Wikipedia is working on a new feature to allow visitors to express appreciation for its poor beleaguered editors by clicking on a Wikilove icon (a heart) and sending a message of appreciation.
Seems that editors get a lot of negative criticism for some reason — perhaps for assuming authority even over experts by virtue of nothing more than having a lot of time to spend contributing their unpaid labour. This allows them to roost upon pages, reverting the edits of others who think they know better. The audacity of people who are under the strange impression that anyone can just change pages with impunity! Poor editors! No wonder they need our love.
The feature hasn’t been rolled out yet, but even if it was available, I know of one editor who wouldn’t be getting any love from me. On this, American Independence Day, I found myself, a Canadian who celebrated Canadian independence by attending a Canada Day parade in Canmore, wondering how many other countries celebrate independence in July. Wikipedia to the rescue!
Or not. Canada isn’t listed. Nor some other countries. The answer to this seeming omission is to be found on the discussion page. Apparently, to be included, a country’s independence must satisfy a strict set of criteria:
(1) must be a celebration; (2) must be annual; and (3) must commemorate the day on which a country assumed independent statehood. The national holidays of Canada, Australia, and NZ do not meet that third criterion, because the days they respectively celebrate as a national holiday commemorate the day of becoming dominions.
Reminds me of an episode of Futurama where resident bureaucrat Hermes Conrad scores a point over another bureaucrat who didn’t stamp a form the correct number of times. The senior bureaucrat praises him, saying ” Bureaucrat Conrad, you are technically correct — the best kind of correct. I hereby promote you to grade 37.”
Perhaps instead of this WikiLove nonsense, Wikipedia could institute a similar system of bureaucratic grades allowing editors to rise by defending the integrity of the rules above and beyond all reason. And heaven forbid that the criteria for inclusion should be modified to admit major nation states such as Australia, Canada, and New Zealand.
Many, many criticisms have been leveled against Wikipedia, from lack of expertise, to copyright infringement, to its anarchic nature (as though that were a bad thing), but the criticism which is most important and which comes up repeatedly on Slashdot whenever a Wikipedia related story is posted has to do with the defacto ownership of pages by editors who routinely delete edits by others, not because they’re vandalism or off topic or whatever, but because the editor personally disagrees with them.
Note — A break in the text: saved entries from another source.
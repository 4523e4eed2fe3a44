//! Edge dispatcher.
//!
//! # Architecture Overview
//!
//! ```text
//!                        ┌──────────────────────────────────────────────────┐
//!                        │                  EDGE DISPATCH                    │
//!   Client Request       │  ┌──────────┐   ┌───────────┐   ┌────────────┐   │
//!   ─────────────────────┼─▶│  http    │──▶│ preflight │──▶│  routing   │   │
//!                        │  │  server  │   │  handler  │   │ classifier │   │
//!                        │  └──────────┘   └─────┬─────┘   └─────┬──────┘   │
//!                        │                       │ short-circuit │          │
//!                        │                       ▼               ▼          │
//!                        │                 ┌──────────┐   ┌────────────┐   │
//!                        │                 │  policy  │◀──│ redirect / │   │
//!   Client Response      │                 │ applier  │   │ proxy / api│   │
//!   ◀────────────────────┼─────────────────┤          │   │ / fallback │   │
//!                        │                 └──────────┘   └────────────┘   │
//!                        └──────────────────────────────────────────────────┘
//! ```

use std::path::PathBuf;

use clap::Parser;

use edge_dispatch::lifecycle::startup;

#[derive(Parser)]
#[command(name = "edge-dispatch")]
#[command(about = "HTTP dispatcher for redirect, proxy and API collaborators", long_about = None)]
struct Cli {
    /// Path to a TOML config file. Defaults are used when omitted.
    #[arg(short, long)]
    config: Option<PathBuf>,
}

#[tokio::main]
async fn main() -> Result<(), Box<dyn std::error::Error>> {
    let cli = Cli::parse();
    let config = startup::resolve_config(cli.config.as_deref())?;
    startup::run(config).await
}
The comments under the recent Slashdot posting regarding WikiLove are typical — the highest rated mostly address rogue editing, rather than the subject of the story.
Well, the comment by user rbrausse is an exception: “I don’t get the idea behind such features – where are dislike, -1, WikiHate?”
Good point, rbrausse. When the WikiLove interface pops up, you can choose an image such as a kitten or bottle of beer to go with your message. If there was a WikiHate interface, I think the exclusion of Canada Day would warrant a pile of poo.